Several members of our staff and Board are reading the book Me and White Supremacy by Layla F. Saad. It’s a no-apology examination of the many forms of white supremacy including the truth about unearned privilege, stereotypes, and how it marginalizes the Black, Indigenous, and People of Color (BIPOC) community.
Our aim is to raise our collective consciousness and stop the inequities that are largely invisible to those who hold it.
The journey applies to any person who holds white privilege, regardless of skin color.
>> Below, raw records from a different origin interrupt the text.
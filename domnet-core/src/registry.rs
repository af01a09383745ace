// Keyed store of unique graph entities

use crate::model::{
    CryptoEntity, CryptoMetadata, DomainEntity, DomainMetadata, DomainRole, Entity, crypto_label,
    domain_label, explorer_url,
};
use crate::style::{BTC_ADDRESS_STYLE, SOURCE_DOMAIN_STYLE, StyleTable};
use indexmap::IndexMap;
use serde::{Deserialize, Serialize};
use tracing::debug;

#[derive(Debug, Clone, Default, PartialEq, Serialize, Deserialize)]
pub struct RegistryStats {
    pub total_nodes: usize,
    pub domain_nodes: usize,
    pub crypto_nodes: usize,
    pub by_type: IndexMap<String, usize>,
}

/// At most one entity per identity key, kept in insertion order.
///
/// The registry never decides whether to create: callers look a key up with
/// [`NodeRegistry::get`] first. A create call for a key that already exists
/// leaves the stored entity untouched and returns it.
#[derive(Debug, Clone)]
pub struct NodeRegistry {
    nodes: IndexMap<String, Entity>,
    styles: StyleTable,
}

impl NodeRegistry {
    pub fn new(styles: StyleTable) -> Self {
        Self {
            nodes: IndexMap::new(),
            styles,
        }
    }

    pub fn styles(&self) -> &StyleTable {
        &self.styles
    }

    pub fn get(&self, key: &str) -> Option<&Entity> {
        self.nodes.get(key)
    }

    pub fn contains(&self, key: &str) -> bool {
        self.nodes.contains_key(key)
    }

    pub fn create_domain(&mut self, key: &str, role: DomainRole, metadata: DomainMetadata) -> &Entity {
        if self.nodes.contains_key(key) {
            debug!("Domain node {} already registered, keeping first entry", key);
        } else {
            let style = self.styles.resolve(role.as_str(), SOURCE_DOMAIN_STYLE);
            let entity = Entity::Domain(DomainEntity {
                id: key.to_string(),
                label: domain_label(key),
                node_type: role,
                size: style.size,
                color: style.color.clone(),
                shape: style.shape,
                domain_type: role,
                ip_address: metadata.ip_address,
                screenshot: metadata.screenshot,
                url: metadata.url,
                inreach_intel_summary: metadata.inreach_intel_summary,
                discovery_method: metadata.discovery_method,
                style: style.stroke(),
            });
            self.nodes.insert(key.to_string(), entity);
        }
        &self.nodes[key]
    }

    pub fn create_crypto(&mut self, address: &str, chain: &str, metadata: CryptoMetadata) -> &Entity {
        if self.nodes.contains_key(address) {
            debug!("Crypto node {} already registered, keeping first entry", address);
        } else {
            let node_type = format!("{}_address", chain.to_lowercase());
            let style = self.styles.resolve(&node_type, BTC_ADDRESS_STYLE);
            let entity = Entity::Crypto(CryptoEntity {
                id: address.to_string(),
                label: crypto_label(address),
                size: style.size,
                color: style.color.clone(),
                shape: style.shape,
                style: style.stroke(),
                node_type,
                chain: chain.to_string(),
                full_address: address.to_string(),
                discovery_method: metadata.discovery_method,
                explorer_url: explorer_url(chain, address),
            });
            self.nodes.insert(address.to_string(), entity);
        }
        &self.nodes[address]
    }

    pub fn all(&self) -> impl Iterator<Item = &Entity> {
        self.nodes.values()
    }

    pub fn by_type<'a>(&'a self, node_type: &'a str) -> impl Iterator<Item = &'a Entity> + 'a {
        self.nodes.values().filter(move |node| node.node_type() == node_type)
    }

    pub fn domain_nodes(&self) -> impl Iterator<Item = &Entity> {
        self.nodes.values().filter(|node| !node.is_crypto())
    }

    pub fn crypto_nodes(&self) -> impl Iterator<Item = &Entity> {
        self.nodes.values().filter(|node| node.is_crypto())
    }

    /// Snapshot of every entity in insertion order.
    pub fn export(&self) -> Vec<Entity> {
        self.nodes.values().cloned().collect()
    }

    pub fn len(&self) -> usize {
        self.nodes.len()
    }

    pub fn is_empty(&self) -> bool {
        self.nodes.is_empty()
    }

    pub fn clear(&mut self) {
        self.nodes.clear();
    }

    pub fn statistics(&self) -> RegistryStats {
        let mut stats = RegistryStats {
            total_nodes: self.nodes.len(),
            ..RegistryStats::default()
        };

        for node in self.nodes.values() {
            if node.is_crypto() {
                stats.crypto_nodes += 1;
            } else {
                stats.domain_nodes += 1;
            }
            *stats.by_type.entry(node.node_type().to_string()).or_insert(0) += 1;
        }

        stats
    }
}

impl Default for NodeRegistry {
    fn default() -> Self {
        Self::new(StyleTable::default())
    }
}
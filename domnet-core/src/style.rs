// Per node-type styling, built once and handed to the registry

use indexmap::IndexMap;
use serde::{Deserialize, Serialize};

pub const SOURCE_DOMAIN_STYLE: &str = "source_domain";
pub const BTC_ADDRESS_STYLE: &str = "btc_address";

#[derive(Debug, Clone, Copy, PartialEq, Eq, Serialize, Deserialize)]
#[serde(rename_all = "lowercase")]
pub enum Shape {
    Circle,
    Square,
    Triangle,
}

impl Shape {
    pub fn as_str(&self) -> &'static str {
        match self {
            Shape::Circle => "circle",
            Shape::Square => "square",
            Shape::Triangle => "triangle",
        }
    }
}

#[derive(Debug, Clone, PartialEq, Serialize, Deserialize)]
pub struct NodeStyle {
    pub size: u32,
    pub color: String,
    pub stroke_color: String,
    pub stroke_width: u32,
    pub shape: Shape,
    pub label_size: u32,
    pub label_color: String,
    pub opacity: f32,
}

impl NodeStyle {
    fn new(
        size: u32,
        color: &str,
        stroke_color: &str,
        stroke_width: u32,
        shape: Shape,
        label_size: u32,
        opacity: f32,
    ) -> Self {
        Self {
            size,
            color: color.to_string(),
            stroke_color: stroke_color.to_string(),
            stroke_width,
            shape,
            label_size,
            label_color: "#2c3e50".to_string(),
            opacity,
        }
    }

    /// The secondary attributes the renderer reads from a node's `style` object.
    pub fn stroke(&self) -> StrokeStyle {
        StrokeStyle {
            stroke_color: self.stroke_color.clone(),
            stroke_width: self.stroke_width,
            label_size: self.label_size,
            label_color: self.label_color.clone(),
            opacity: self.opacity,
        }
    }
}

impl Default for NodeStyle {
    fn default() -> Self {
        Self {
            size: 20,
            color: "#666666".to_string(),
            stroke_color: "#333333".to_string(),
            stroke_width: 2,
            shape: Shape::Circle,
            label_size: 14,
            label_color: "#333333".to_string(),
            opacity: 0.8,
        }
    }
}

#[derive(Debug, Clone, PartialEq, Serialize, Deserialize)]
pub struct StrokeStyle {
    pub stroke_color: String,
    pub stroke_width: u32,
    pub label_size: u32,
    pub label_color: String,
    pub opacity: f32,
}

/// Immutable lookup from node-type tag to style.
#[derive(Debug, Clone)]
pub struct StyleTable {
    styles: IndexMap<String, NodeStyle>,
    fallback: NodeStyle,
}

impl StyleTable {
    pub fn new(styles: IndexMap<String, NodeStyle>) -> Self {
        Self {
            styles,
            fallback: NodeStyle::default(),
        }
    }

    pub fn get(&self, node_type: &str) -> Option<&NodeStyle> {
        self.styles.get(node_type)
    }

    /// Style for `node_type`, else the style registered as `fallback_type`,
    /// else the built-in default.
    pub fn resolve(&self, node_type: &str, fallback_type: &str) -> &NodeStyle {
        self.styles
            .get(node_type)
            .or_else(|| self.styles.get(fallback_type))
            .unwrap_or(&self.fallback)
    }

    pub fn contains(&self, node_type: &str) -> bool {
        self.styles.contains_key(node_type)
    }

    pub fn len(&self) -> usize {
        self.styles.len()
    }

    pub fn is_empty(&self) -> bool {
        self.styles.is_empty()
    }
}

impl Default for StyleTable {
    fn default() -> Self {
        let mut styles = IndexMap::new();
        styles.insert(
            SOURCE_DOMAIN_STYLE.to_string(),
            NodeStyle::new(30, "#e74c3c", "#c0392b", 3, Shape::Circle, 16, 0.9),
        );
        styles.insert(
            "lookalike_domain".to_string(),
            NodeStyle::new(25, "#3498db", "#2980b9", 2, Shape::Circle, 14, 0.8),
        );
        styles.insert(
            "same_ip_domain".to_string(),
            NodeStyle::new(25, "#1abc9c", "#16a085", 2, Shape::Circle, 14, 0.8),
        );
        styles.insert(
            BTC_ADDRESS_STYLE.to_string(),
            NodeStyle::new(35, "#f39c12", "#e67e22", 3, Shape::Square, 12, 0.9),
        );
        styles.insert(
            "eth_address".to_string(),
            NodeStyle::new(30, "#9b59b6", "#8e44ad", 2, Shape::Circle, 12, 0.9),
        );
        styles.insert(
            "tron_address".to_string(),
            NodeStyle::new(30, "#e74c3c", "#c0392b", 2, Shape::Triangle, 12, 0.9),
        );
        Self::new(styles)
    }
}
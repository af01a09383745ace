// Canonical identity keys for domains and crypto addresses

/// Normalize a raw domain string into its identity key.
///
/// Lowercases, trims, drops an `http://` or `https://` prefix and a leading
/// `www.`, then one trailing `/`. An empty string means "no entity".
pub fn normalize_domain(raw: &str) -> String {
    let lowered = raw.trim().to_lowercase();

    let without_scheme = lowered
        .strip_prefix("https://")
        .or_else(|| lowered.strip_prefix("http://"))
        .unwrap_or(&lowered);

    let without_www = without_scheme
        .strip_prefix("www.")
        .unwrap_or(without_scheme);

    let key = without_www.strip_suffix('/').unwrap_or(without_www);
    key.trim().to_string()
}

/// Normalize an optional cell; absent cells map to the empty key.
pub fn normalize_optional_domain(raw: Option<&str>) -> String {
    raw.map(normalize_domain).unwrap_or_default()
}

/// Crypto addresses keep their case, many chains encode checksums in it.
pub fn normalize_crypto_address(raw: &str) -> String {
    raw.trim().to_string()
}

/// Split a comma-separated domain cell into normalized, non-empty keys.
pub fn parse_domain_list(raw: &str) -> Vec<String> {
    raw.split(',')
        .map(normalize_domain)
        .filter(|domain| !domain.is_empty())
        .collect()
}

/// Split a comma-separated address cell into trimmed, non-empty addresses.
pub fn parse_crypto_list(raw: &str) -> Vec<String> {
    raw.split(',')
        .map(normalize_crypto_address)
        .filter(|address| !address.is_empty())
        .collect()
}

#[cfg(test)]
mod tests {
    use super::*;

    #[test]
    fn strips_scheme_www_and_trailing_slash() {
        assert_eq!(normalize_domain("HTTPS://WWW.Example.com/"), "example.com");
        assert_eq!(normalize_domain("http://example.com"), "example.com");
        assert_eq!(normalize_domain("  www.example.com  "), "example.com");
    }

    #[test]
    fn only_one_trailing_slash_is_removed() {
        assert_eq!(normalize_domain("example.com//"), "example.com/");
    }

    #[test]
    fn empty_and_blank_inputs_have_no_identity() {
        assert_eq!(normalize_domain(""), "");
        assert_eq!(normalize_domain("   "), "");
        assert_eq!(normalize_domain("https://"), "");
        assert_eq!(normalize_optional_domain(None), "");
    }

    #[test]
    fn crypto_addresses_keep_case() {
        assert_eq!(normalize_crypto_address("  1A2b3C "), "1A2b3C");
        assert_eq!(parse_crypto_list("1A2b3C, ,0xAbC"), vec!["1A2b3C", "0xAbC"]);
    }
}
In a recent conversation facilitated by Thought Partner Solutions, Khadija Lovejoy, who works at our Hartford Residential program shared her personal story as an African American woman who holds white privilege, by virtue of being raised by a Caucasian teacher.
“If you are a person who believes in love, justice, integrity, and equality for all people, with a focus on CPA’s mission-critical work, then you know our DEI journey is non-negotiable,” said Beth Hines.
And it’s not solely about race, it is a peeling back of our multiple identities – including gender, sexual orientation, ages and other identities—to understand self and feel a sense of belonging.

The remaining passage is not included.